## Exercise brief
Gather up every line from the entries below that uses the word "Custom".

Recorded data:
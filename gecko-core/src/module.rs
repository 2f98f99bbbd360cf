//! Module contract
//!
//! A module is a named hardware abstraction with a fixed set of typed
//! properties. The host steps every module once per tick in registration
//! order; scripts call its methods out of band.

use crate::error::{ArgumentError, LookupError, ModuleError};
use crate::property::PropertyRegistry;
use crate::types::Type;
use crate::variable::Value;
use gecko_log::Logger;
use std::any::Any;
use std::collections::HashMap;
use std::fmt;
use std::sync::Arc;

/// Index of a module inside its [`ModuleSet`]
#[derive(Debug, Clone, Copy, PartialEq, Eq, Hash, PartialOrd, Ord)]
pub struct ModuleId(u32);

impl ModuleId {
    pub fn index(self) -> usize {
        self.0 as usize
    }
}

impl fmt::Display for ModuleId {
    fn fmt(&self, f: &mut fmt::Formatter<'_>) -> fmt::Result {
        write!(f, "#{}", self.0)
    }
}

#[derive(Debug, Clone, Copy, PartialEq, Eq, Hash)]
pub enum ModuleKind {
    PwmOutput,
    Can,
    /// Host-defined modules
    Custom(&'static str),
}

impl ModuleKind {
    pub fn as_str(self) -> &'static str {
        match self {
            ModuleKind::PwmOutput => "pwm_output",
            ModuleKind::Can => "can",
            ModuleKind::Custom(name) => name,
        }
    }
}

impl fmt::Display for ModuleKind {
    fn fmt(&self, f: &mut fmt::Formatter<'_>) -> fmt::Result {
        f.write_str(self.as_str())
    }
}

/// A frame on the message bus
#[derive(Debug, Clone, Copy, PartialEq, Eq, Default)]
pub struct BusMessage {
    /// Arbitration identifier
    pub id: u32,
    pub data: [u8; 8],
    /// Data length code, 0..=8
    pub len: u8,
    /// Remote transmission request (no payload)
    pub rtr: bool,
}

impl BusMessage {
    pub fn new(id: u32, payload: &[u8]) -> Self {
        let len = payload.len().min(8);
        let mut data = [0u8; 8];
        data[..len].copy_from_slice(&payload[..len]);
        Self {
            id,
            data,
            len: len as u8,
            rtr: false,
        }
    }

    pub fn remote(id: u32) -> Self {
        Self {
            id,
            rtr: true,
            ..Self::default()
        }
    }

    /// Payload bytes; empty for remote frames
    pub fn payload(&self) -> &[u8] {
        if self.rtr {
            &[]
        } else {
            &self.data[..usize::from(self.len.min(8))]
        }
    }
}

impl fmt::Display for BusMessage {
    /// `1a2,01,02` style, matching the firmware console output
    fn fmt(&self, f: &mut fmt::Formatter<'_>) -> fmt::Result {
        write!(f, "{:03x}", self.id)?;
        for byte in self.payload() {
            write!(f, ",{byte:02x}")?;
        }
        Ok(())
    }
}

/// Per-step services handed to [`Module::step`]
pub struct StepContext<'a> {
    logger: &'a Arc<Logger>,
    tick: u64,
    outbox: &'a mut Vec<(ModuleId, BusMessage)>,
}

impl<'a> StepContext<'a> {
    pub fn new(
        logger: &'a Arc<Logger>,
        tick: u64,
        outbox: &'a mut Vec<(ModuleId, BusMessage)>,
    ) -> Self {
        Self {
            logger,
            tick,
            outbox,
        }
    }

    pub fn logger(&self) -> &Arc<Logger> {
        self.logger
    }

    pub fn tick(&self) -> u64 {
        self.tick
    }

    /// Queue `message` for delivery to `subscriber` after this step returns
    pub fn forward(&mut self, subscriber: ModuleId, message: BusMessage) {
        self.outbox.push((subscriber, message));
    }
}

pub trait Module: Any {
    fn name(&self) -> &str;

    fn kind(&self) -> ModuleKind;

    fn properties(&self) -> &PropertyRegistry;

    fn properties_mut(&mut self) -> &mut PropertyRegistry;

    /// Current value of a numeric property
    fn get_property(&self, name: &str) -> Result<f64, ModuleError> {
        self.properties().numeric(name)
    }

    /// Push properties to hardware and do per-tick work
    fn step(&mut self, ctx: &mut StepContext<'_>) -> Result<(), ModuleError>;

    /// Invoke a script-visible method; unknown names end in [`default_call`]
    fn call(&mut self, method: &str, _args: &[Value]) -> Result<(), ModuleError> {
        default_call(self.name(), method)
    }

    /// A bus message this module subscribed to
    fn handle_message(&mut self, _message: &BusMessage) -> Result<(), ModuleError> {
        Ok(())
    }

    fn as_any(&self) -> &dyn Any;

    fn as_any_mut(&mut self) -> &mut dyn Any;
}

/// Base method handler: no method is known here
pub fn default_call(module: &str, method: &str) -> Result<(), ModuleError> {
    Err(ModuleError::UnknownMethod {
        module: module.to_string(),
        method: method.to_string(),
    })
}

/// Check `args` against a method signature, position by position
pub fn expect_arguments(
    method: &str,
    args: &[Value],
    signature: &[Type],
) -> Result<(), ArgumentError> {
    if args.len() != signature.len() {
        return Err(ArgumentError::Count {
            method: method.to_string(),
            expected: signature.len(),
            found: args.len(),
        });
    }
    for (position, (arg, expected)) in args.iter().zip(signature).enumerate() {
        if arg.kind() != *expected {
            return Err(ArgumentError::Type {
                method: method.to_string(),
                position: position + 1,
                expected: *expected,
                found: arg.kind(),
            });
        }
    }
    Ok(())
}

/// Modules in registration order, addressable by name or [`ModuleId`]
#[derive(Default)]
pub struct ModuleSet {
    modules: Vec<Box<dyn Module>>,
    names: HashMap<String, ModuleId>,
}

impl ModuleSet {
    pub fn new() -> Self {
        Self::default()
    }

    pub fn add(&mut self, module: Box<dyn Module>) -> Result<ModuleId, LookupError> {
        let name = module.name().to_string();
        if self.names.contains_key(&name) {
            return Err(LookupError::DuplicateModule(name));
        }
        let id = ModuleId(u32::try_from(self.modules.len()).unwrap_or(u32::MAX));
        self.modules.push(module);
        self.names.insert(name, id);
        Ok(id)
    }

    pub fn lookup(&self, name: &str) -> Option<ModuleId> {
        self.names.get(name).copied()
    }

    pub fn resolve(&self, name: &str) -> Result<ModuleId, LookupError> {
        self.lookup(name)
            .ok_or_else(|| LookupError::UnknownModule(name.to_string()))
    }

    pub fn get(&self, id: ModuleId) -> &dyn Module {
        self.modules[id.index()].as_ref()
    }

    pub fn get_mut(&mut self, id: ModuleId) -> &mut dyn Module {
        self.modules[id.index()].as_mut()
    }

    pub fn properties(&self, id: ModuleId) -> &PropertyRegistry {
        self.get(id).properties()
    }

    /// Concrete module behind `id`, if it is a `T`
    pub fn downcast_ref<T: Module>(&self, id: ModuleId) -> Option<&T> {
        self.modules.get(id.index())?.as_any().downcast_ref::<T>()
    }

    pub fn downcast_mut<T: Module>(&mut self, id: ModuleId) -> Option<&mut T> {
        self.modules
            .get_mut(id.index())?
            .as_any_mut()
            .downcast_mut::<T>()
    }

    /// Ids in registration order
    pub fn ids(&self) -> impl Iterator<Item = ModuleId> {
        (0..self.modules.len() as u32).map(ModuleId)
    }

    pub fn iter(&self) -> impl Iterator<Item = (ModuleId, &dyn Module)> {
        self.modules
            .iter()
            .enumerate()
            .map(|(i, m)| (ModuleId(i as u32), m.as_ref()))
    }

    pub fn len(&self) -> usize {
        self.modules.len()
    }

    pub fn is_empty(&self) -> bool {
        self.modules.is_empty()
    }
}

impl fmt::Debug for ModuleSet {
    fn fmt(&self, f: &mut fmt::Formatter<'_>) -> fmt::Result {
        f.debug_list()
            .entries(self.modules.iter().map(|m| (m.name(), m.kind())))
            .finish()
    }
}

## Answer to this exercise
    Custom(&'static str),
            ModuleKind::Custom(name) => name,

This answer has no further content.